All four provinces have prepared their respective cases for the negotiation process which may be lengthily and painstaking too. A part such process comprises a joint stand from the provinces that they do not lose anything from their share. Meanwhile, they have their individual demands too.
Sindh government has decided in principle that it would demand to reduce the percentage of the distribution of resources on the basis of population. Also, it would push its other demand that the resource generation should be given more weight.
The list also includes permission to the provinces for collecting sales tax, infrastructure development cess, capital gain tax of evacue propery and rylaity on oil and gas.
The 9th NFC has been facing a deadlock over the centre’s demands since July 2015. Because of resistance from the provinces, the Pakistan Muslim League-Nawaz government thought it better to delay the discussions on the new award until after the election.

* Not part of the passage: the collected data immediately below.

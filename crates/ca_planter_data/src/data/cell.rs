/// Inactive cell value.
pub const DEAD: u8 = 0;
/// Active cell value.
pub const ALIVE: u8 = 1;

#[inline]
pub fn is_binary(value: u8) -> bool {
    value == DEAD || value == ALIVE
}
use anyhow::{Context, Result};
use ca_planter_core::config::AppConfig;
use ca_planter_core::generator::GridGenerator;
use rand::SeedableRng;
use rand_chacha::ChaCha8Rng;

/// A configured run: validated parameters plus the seed-row RNG.
pub struct App {
    pub config: AppConfig,
    pub generator: GridGenerator,
    pub rng: ChaCha8Rng,
}

impl App {
    /// Builds the generator from `config` and seeds the RNG from
    /// `automaton.seed`, or from entropy when no seed is set.
    pub fn new(config: AppConfig) -> Result<Self> {
        let generator = GridGenerator::from_config(&config.automaton)
            .context("Invalid automaton configuration")?;
        let rng = if let Some(seed) = config.automaton.seed {
            ChaCha8Rng::seed_from_u64(seed)
        } else {
            ChaCha8Rng::from_entropy()
        };
        Ok(Self {
            config,
            generator,
            rng,
        })
    }
}
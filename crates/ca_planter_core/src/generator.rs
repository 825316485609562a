//! Grid generation: seeds row 0 and evolves it under a rule.
//!
//! Boundaries are toroidal. Cell `i` of row `t` is computed from cells
//! `(i - 1) mod width`, `i` and `(i + 1) mod width` of row `t - 1`, so with
//! `width == 1` all three neighbors are the cell itself.

use crate::config::AutomatonConfig;
use crate::error::{CaError, Result};
use crate::rule::Rule;
use ca_planter_data::{is_binary, Grid, InitialCondition, ALIVE, DEAD};
use rand::Rng;

/// Fills a seed row of `width` cells.
///
/// The RNG is only consumed for [`InitialCondition::Random`].
pub fn seed_row<R: Rng>(
    width: usize,
    condition: InitialCondition,
    rng: &mut R,
) -> Vec<u8> {
    match condition {
        InitialCondition::Random => (0..width).map(|_| rng.gen_range(0..=1u8)).collect(),
        InitialCondition::SingleCenter => {
            let mut row = vec![DEAD; width];
            if width > 0 {
                row[width / 2] = ALIVE;
            }
            row
        }
        InitialCondition::Alternating => (0..width).map(|i| (i % 2) as u8).collect(),
    }
}

/// Computes the successor of `prev` into `next`.
///
/// Both slices must have the same non-zero length.
pub fn step(prev: &[u8], next: &mut [u8], rule: &Rule) -> Result<()> {
    let width = prev.len();
    debug_assert_eq!(width, next.len());
    for (i, cell) in next.iter_mut().enumerate() {
        let left = prev[(i + width - 1) % width];
        let center = prev[i];
        let right = prev[(i + 1) % width];
        *cell = rule.apply(left, center, right)?;
    }
    Ok(())
}

/// Evolves an explicit seed row for `height` rows in total (seed included).
pub fn evolve(seed: &[u8], height: usize, rule: &Rule) -> Result<Grid> {
    let width = seed.len();
    if width == 0 || height == 0 {
        return Err(CaError::InvalidDimensions { width, height });
    }
    if let Some(&bad) = seed.iter().find(|v| !is_binary(**v)) {
        return Err(CaError::InvalidCellState(bad));
    }

    let mut cells = vec![DEAD; width * height];
    cells[..width].copy_from_slice(seed);
    for t in 1..height {
        let (done, rest) = cells.split_at_mut(t * width);
        let prev = &done[(t - 1) * width..];
        step(prev, &mut rest[..width], rule)?;
    }

    Ok(Grid::from_cells(width, cells)?)
}

/// Generates a grid from a uniformly random seed row.
///
/// Dimensions are checked before the rule and before anything is allocated.
pub fn generate<R: Rng>(
    width: usize,
    height: usize,
    rule_number: i64,
    rng: &mut R,
) -> Result<Grid> {
    check_dimensions(width, height)?;
    let rule = Rule::new(rule_number)?;
    let seed = seed_row(width, InitialCondition::Random, rng);
    evolve(&seed, height, &rule)
}

fn check_dimensions(width: usize, height: usize) -> Result<()> {
    if width == 0 || height == 0 {
        return Err(CaError::InvalidDimensions { width, height });
    }
    Ok(())
}

/// Validated generation parameters.
#[derive(Debug, Clone, Copy, PartialEq, Eq)]
pub struct GridGenerator {
    width: usize,
    height: usize,
    rule: Rule,
    condition: InitialCondition,
}

impl GridGenerator {
    pub fn new(width: usize, height: usize, rule: Rule) -> Result<Self> {
        check_dimensions(width, height)?;
        Ok(Self {
            width,
            height,
            rule,
            condition: InitialCondition::Random,
        })
    }

    pub fn from_config(config: &AutomatonConfig) -> Result<Self> {
        let rule = Rule::new(config.rule)?;
        Ok(Self::new(config.width, config.height, rule)?.with_condition(config.initial_condition))
    }

    #[must_use]
    pub fn with_condition(mut self, condition: InitialCondition) -> Self {
        self.condition = condition;
        self
    }

    pub fn width(&self) -> usize {
        self.width
    }

    pub fn height(&self) -> usize {
        self.height
    }

    pub fn rule(&self) -> Rule {
        self.rule
    }

    pub fn condition(&self) -> InitialCondition {
        self.condition
    }

    pub fn generate<R: Rng>(&self, rng: &mut R) -> Result<Grid> {
        let seed = seed_row(self.width, self.condition, rng);
        evolve(&seed, self.height, &self.rule)
    }
}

The Pakistan Tehreek-i-Insaf recently reconstituted the commission to start negotiations afresh.
The last award, which distributes federal tax resources both vertically between the federation and the federating units and horizontally among the provinces for five years, was signed in December 2009. Effective since 2010-11, the award is often described as historic as it was agreed upon after a lapse of 20 years and drastically increased the combined provincial share from the pool that, under the Constitution, could not be revised down.
In addition, the last award also changed the formula for resource distribution between the provinces and allowed them to collect provincial sales tax on services, which helped Punjab and Sindh to substantially raise their provincial tax revenues.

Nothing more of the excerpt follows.